GOAL OF THE EXERCISE => Output the full listing below exactly.

AVAILABLE DATA =>
- - - -

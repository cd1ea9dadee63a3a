//! Polygon feature sets: GeoJSON and shapefile reading, reprojection, rasterization and the dated fire history aggregation.

mod featureset;
mod geometry;
pub mod history;
pub mod io;
mod rasterize;

#[doc(inline)]
pub use featureset::VectorFeatureSet;
#[doc(inline)]
pub use history::FireHistory;
#[doc(inline)]
pub use rasterize::{BurnMode, rasterize, rasterize_mask, rasterize_with_mode};
//! EPSG codes of the coordinate reference systems used throughout the crate.

use std::str::FromStr;

use crate::{Error, Result};

#[cfg_attr(feature = "serde", derive(serde::Serialize, serde::Deserialize))]
#[derive(Debug, Clone, Copy, PartialEq, Eq, Hash, PartialOrd, Ord)]
pub struct Epsg(u16);

impl Epsg {
    pub const fn new(code: u16) -> Self {
        Epsg(code)
    }

    pub const fn code(&self) -> u16 {
        self.0
    }
}

impl From<u16> for Epsg {
    fn from(code: u16) -> Self {
        Epsg(code)
    }
}

impl From<Epsg> for u16 {
    fn from(epsg: Epsg) -> Self {
        epsg.0
    }
}

impl std::fmt::Display for Epsg {
    fn fmt(&self, f: &mut std::fmt::Formatter<'_>) -> std::fmt::Result {
        write!(f, "EPSG:{}", self.0)
    }
}

impl FromStr for Epsg {
    type Err = Error;

    /// Parses `EPSG:<code>` (case insensitive)
    fn from_str(s: &str) -> Result<Self> {
        let code = s
            .get(..5)
            .filter(|prefix| prefix.eq_ignore_ascii_case("EPSG:"))
            .and_then(|_| s[5..].trim().parse::<u16>().ok())
            .ok_or_else(|| Error::InvalidArgument(format!("Not an EPSG definition: {s}")))?;
        Ok(Epsg(code))
    }
}

pub mod epsg {
    use super::Epsg;

    pub const WGS84: Epsg = Epsg::new(4326);
    pub const WGS84_WEB_MERCATOR: Epsg = Epsg::new(3857);
    pub const WGS84_UTM18S: Epsg = Epsg::new(32718);
    pub const WGS84_UTM19S: Epsg = Epsg::new(32719);
}
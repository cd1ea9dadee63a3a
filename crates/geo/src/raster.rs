//! In memory rasters: bands of samples and the grids that describe them.

pub mod algo;
mod band;
pub mod io;
mod mask;

#[doc(inline)]
pub use band::{Band, GeoRaster};
#[doc(inline)]
pub use mask::BoundaryMask;
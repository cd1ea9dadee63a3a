//! Map overlays and their legend.

use geo::{
    LatLonBounds, Result, RgbaBuffer,
    overlay::{render_classes, render_continuous},
};
use inf::{ClassificationScheme, ColorMapPreset, LegendEntry, ProcessedColorMap, legend::format_range};

use crate::{RenderConfig, layers::ContinuousLayer, layers::MapLayers};

const LEGEND_GRADIENT_STEPS: usize = 5;

/// The layers of the map, in drawing order
#[derive(Debug, Clone, Copy, PartialEq, Eq, Hash)]
#[cfg_attr(feature = "serde", derive(serde::Serialize, serde::Deserialize))]
pub enum LayerKind {
    Vegetation,
    Elevation,
    Slope,
    Wind,
    Hazard,
}

impl LayerKind {
    pub fn title(&self) -> &'static str {
        match self {
            LayerKind::Vegetation => "Vegetacion NDVI",
            LayerKind::Elevation => "Elevacion",
            LayerKind::Slope => "Pendiente",
            LayerKind::Wind => "Viento (magnitud)",
            LayerKind::Hazard => "Riesgo incendios (CONAF)",
        }
    }

    pub fn color_map(&self) -> Option<ColorMapPreset> {
        match self {
            LayerKind::Vegetation => Some(ColorMapPreset::RdYlGn),
            LayerKind::Elevation => Some(ColorMapPreset::Terrain),
            LayerKind::Slope => Some(ColorMapPreset::Magma),
            LayerKind::Wind => Some(ColorMapPreset::Viridis),
            LayerKind::Hazard => None,
        }
    }

    /// Hazard classes are drawn on top of the continuous layers
    pub fn z_index(&self) -> u32 {
        match self {
            LayerKind::Hazard => 6,
            _ => 3,
        }
    }
}

/// A rendered layer anchored on its geographic bounds
#[derive(Debug, Clone)]
pub struct Overlay {
    pub kind: LayerKind,
    pub name: String,
    pub image: RgbaBuffer,
    pub bounds: LatLonBounds,
}

impl MapLayers {
    fn continuous_layers(&self) -> [(LayerKind, Option<&ContinuousLayer>); 4] {
        [
            (LayerKind::Vegetation, self.vegetation.as_ref()),
            (LayerKind::Elevation, self.elevation.as_ref()),
            (LayerKind::Slope, self.slope.as_ref()),
            (LayerKind::Wind, self.wind.as_ref()),
        ]
    }

    /// Renders every available layer, the continuous layers without a value range are skipped.
    /// All overlays are masked with the boundary mask.
    pub fn render_overlays(&self, config: &RenderConfig) -> Result<Vec<Overlay>> {
        let mut overlays = Vec::new();

        for (kind, layer) in self.continuous_layers() {
            let (Some(layer), Some(preset)) = (layer, kind.color_map()) else {
                continue;
            };

            let image = render_continuous(
                layer.raster.band(),
                layer.vmin,
                layer.vmax,
                preset,
                config.continuous_opacity,
                Some(&self.boundary_mask),
            )?;

            match image {
                Some(image) => overlays.push(Overlay {
                    kind,
                    name: kind.title().to_string(),
                    image,
                    bounds: self.bounds,
                }),
                None => log::warn!("No value range for layer '{}', the overlay is omitted", kind.title()),
            }
        }

        let classes = &config.hazard_classes;
        overlays.push(Overlay {
            kind: LayerKind::Hazard,
            name: format!("Riesgo [{}-{}]", classes.start(), classes.end()),
            image: render_classes(
                self.hazard.band(),
                &ClassificationScheme::hazard_classes(),
                classes.clone(),
                config.class_opacity,
                Some(&self.boundary_mask),
            )?,
            bounds: self.bounds,
        });

        Ok(overlays)
    }

    /// Legend entries: the hazard classes first, followed by the available continuous layers
    pub fn legend(&self) -> Vec<LegendEntry> {
        let mut legend = vec![LegendEntry::categories(
            LayerKind::Hazard.title(),
            ClassificationScheme::hazard_classes()
                .categories()
                .map(|(code, cat)| (code, cat.clone()))
                .collect(),
        )];

        for (kind, layer) in self.continuous_layers() {
            if let (Some(layer), Some(preset)) = (layer, kind.color_map()) {
                legend.push(LegendEntry::gradient(
                    kind.title(),
                    ProcessedColorMap::create(preset).gradient(LEGEND_GRADIENT_STEPS),
                    format_range(layer.vmin, layer.vmax),
                ));
            }
        }

        legend
    }
}
use thiserror::Error;

#[derive(Error, Debug)]
pub enum Error {
    #[error("Invalid argument: {0}")]
    InvalidArgument(String),
    #[error("Invalid color: {0}")]
    InvalidColor(String),
}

- - - -

SOLUTION FOR THIS TASK =>
repository cd1ea9dadee63a3a
//! Polygon feature sets: GeoJSON and shapefile reading, reprojection, rasterization and the dated fire history aggregation.

mod featureset;
mod geometry;
pub mod history;
pub mod io;
mod rasterize;

#[doc(inline)]
pub use featureset::VectorFeatureSet;
#[doc(inline)]
pub use history::FireHistory;
#[doc(inline)]
pub use rasterize::{BurnMode, rasterize, rasterize_mask, rasterize_with_mode};
//! EPSG codes of the coordinate reference systems used throughout the crate.

use std::str::FromStr;

use crate::{Error, Result};

#[cfg_attr(feature = "serde", derive(serde::Serialize, serde::Deserialize))]
#[derive(Debug, Clone, Copy, PartialEq, Eq, Hash, PartialOrd, Ord)]
pub struct Epsg(u16);

impl Epsg {
    pub const fn new(code: u16) -> Self {
        Epsg(code)
    }

    pub const fn code(&self) -> u16 {
        self.0
    }
}

impl From<u16> for Epsg {
    fn from(code: u16) -> Self {
        Epsg(code)
    }
}

impl From<Epsg> for u16 {
    fn from(epsg: Epsg) -> Self {
        epsg.0
    }
}

impl std::fmt::Display for Epsg {
    fn fmt(&self, f: &mut std::fmt::Formatter<'_>) -> std::fmt::Result {
        write!(f, "EPSG:{}", self.0)
    }
}

impl FromStr for Epsg {
    type Err = Error;

    /// Parses `EPSG:<code>` (case insensitive)
    fn from_str(s: &str) -> Result<Self> {
        let code = s
            .get(..5)
            .filter(|prefix| prefix.eq_ignore_ascii_case("EPSG:"))
            .and_then(|_| s[5..].trim().parse::<u16>().ok())
            .ok_or_else(|| Error::InvalidArgument(format!("Not an EPSG definition: {s}")))?;
        Ok(Epsg(code))
    }
}

pub mod epsg {
    use super::Epsg;

    pub const WGS84: Epsg = Epsg::new(4326);
    pub const WGS84_WEB_MERCATOR: Epsg = Epsg::new(3857);
    pub const WGS84_UTM18S: Epsg = Epsg::new(32718);
    pub const WGS84_UTM19S: Epsg = Epsg::new(32719);
}
repository cd1ea9dadee63a3a
filename crates/geo/src/raster.rs
//! In memory rasters: bands of samples and the grids that describe them.

pub mod algo;
mod band;
pub mod io;
mod mask;

#[doc(inline)]
pub use band::{Band, GeoRaster};
#[doc(inline)]
pub use mask::BoundaryMask;
repository cd1ea9dadee63a3a
//! Map overlays and their legend.

use geo::{
    LatLonBounds, Result, RgbaBuffer,
    overlay::{render_classes, render_continuous},
};
use inf::{ClassificationScheme, ColorMapPreset, LegendEntry, ProcessedColorMap, legend::format_range};

use crate::{RenderConfig, layers::ContinuousLayer, layers::MapLayers};

const LEGEND_GRADIENT_STEPS: usize = 5;

/// The layers of the map, in drawing order
#[derive(Debug, Clone, Copy, PartialEq, Eq, Hash)]
#[cfg_attr(feature = "serde", derive(serde::Serialize, serde::Deserialize))]
pub enum LayerKind {
    Vegetation,
    Elevation,
    Slope,
    Wind,
    Hazard,
}

impl LayerKind {
    pub fn title(&self) -> &'static str {
        match self {
            LayerKind::Vegetation => "Vegetacion NDVI",
            LayerKind::Elevation => "Elevacion",
            LayerKind::Slope => "Pendiente",
            LayerKind::Wind => "Viento (magnitud)",
            LayerKind::Hazard => "Riesgo incendios (CONAF)",
        }
    }

    pub fn color_map(&self) -> Option<ColorMapPreset> {
        match self {
            LayerKind::Vegetation => Some(ColorMapPreset::RdYlGn),
            LayerKind::Elevation => Some(ColorMapPreset::Terrain),
            LayerKind::Slope => Some(ColorMapPreset::Magma),
            LayerKind::Wind => Some(ColorMapPreset::Viridis),
            LayerKind::Hazard => None,
        }
    }

    /// Hazard classes are drawn on top of the continuous layers
    pub fn z_index(&self) -> u32 {
        match self {
            LayerKind::Hazard => 6,
            _ => 3,
        }
    }
}

/// A rendered layer anchored on its geographic bounds
#[derive(Debug, Clone)]
pub struct Overlay {
    pub kind: LayerKind,
    pub name: String,
    pub image: RgbaBuffer,
    pub bounds: LatLonBounds,
}

impl MapLayers {
    fn continuous_layers(&self) -> [(LayerKind, Option<&ContinuousLayer>); 4] {
        [
            (LayerKind::Vegetation, self.vegetation.as_ref()),
            (LayerKind::Elevation, self.elevation.as_ref()),
            (LayerKind::Slope, self.slope.as_ref()),
            (LayerKind::Wind, self.wind.as_ref()),
        ]
    }

    /// Renders every available layer, the continuous layers without a value range are skipped.
    /// All overlays are masked with the boundary mask.
    pub fn render_overlays(&self, config: &RenderConfig) -> Result<Vec<Overlay>> {
        let mut overlays = Vec::new();

        for (kind, layer) in self.continuous_layers() {
            let (Some(layer), Some(preset)) = (layer, kind.color_map()) else {
                continue;
            };

            let image = render_continuous(
                layer.raster.band(),
                layer.vmin,
                layer.vmax,
                preset,
                config.continuous_opacity,
                Some(&self.boundary_mask),
            )?;

            match image {
                Some(image) => overlays.push(Overlay {
                    kind,
                    name: kind.title().to_string(),
                    image,
                    bounds: self.bounds,
                }),
                None => log::warn!("No value range for layer '{}', the overlay is omitted", kind.title()),
            }
        }

        let classes = &config.hazard_classes;
        overlays.push(Overlay {
            kind: LayerKind::Hazard,
            name: format!("Riesgo [{}-{}]", classes.start(), classes.end()),
            image: render_classes(
                self.hazard.band(),
                &ClassificationScheme::hazard_classes(),
                classes.clone(),
                config.class_opacity,
                Some(&self.boundary_mask),
            )?,
            bounds: self.bounds,
        });

        Ok(overlays)
    }

    /// Legend entries: the hazard classes first, followed by the available continuous layers
    pub fn legend(&self) -> Vec<LegendEntry> {
        let mut legend = vec![LegendEntry::categories(
            LayerKind::Hazard.title(),
            ClassificationScheme::hazard_classes()
                .categories()
                .map(|(code, cat)| (code, cat.clone()))
                .collect(),
        )];

        for (kind, layer) in self.continuous_layers() {
            if let (Some(layer), Some(preset)) = (layer, kind.color_map()) {
                legend.push(LegendEntry::gradient(
                    kind.title(),
                    ProcessedColorMap::create(preset).gradient(LEGEND_GRADIENT_STEPS),
                    format_range(layer.vmin, layer.vmax),
                ));
            }
        }

        legend
    }
}
use thiserror::Error;

#[derive(Error, Debug)]
pub enum Error {
    #[error("Invalid argument: {0}")]
    InvalidArgument(String),
    #[error("Invalid color: {0}")]
    InvalidColor(String),
}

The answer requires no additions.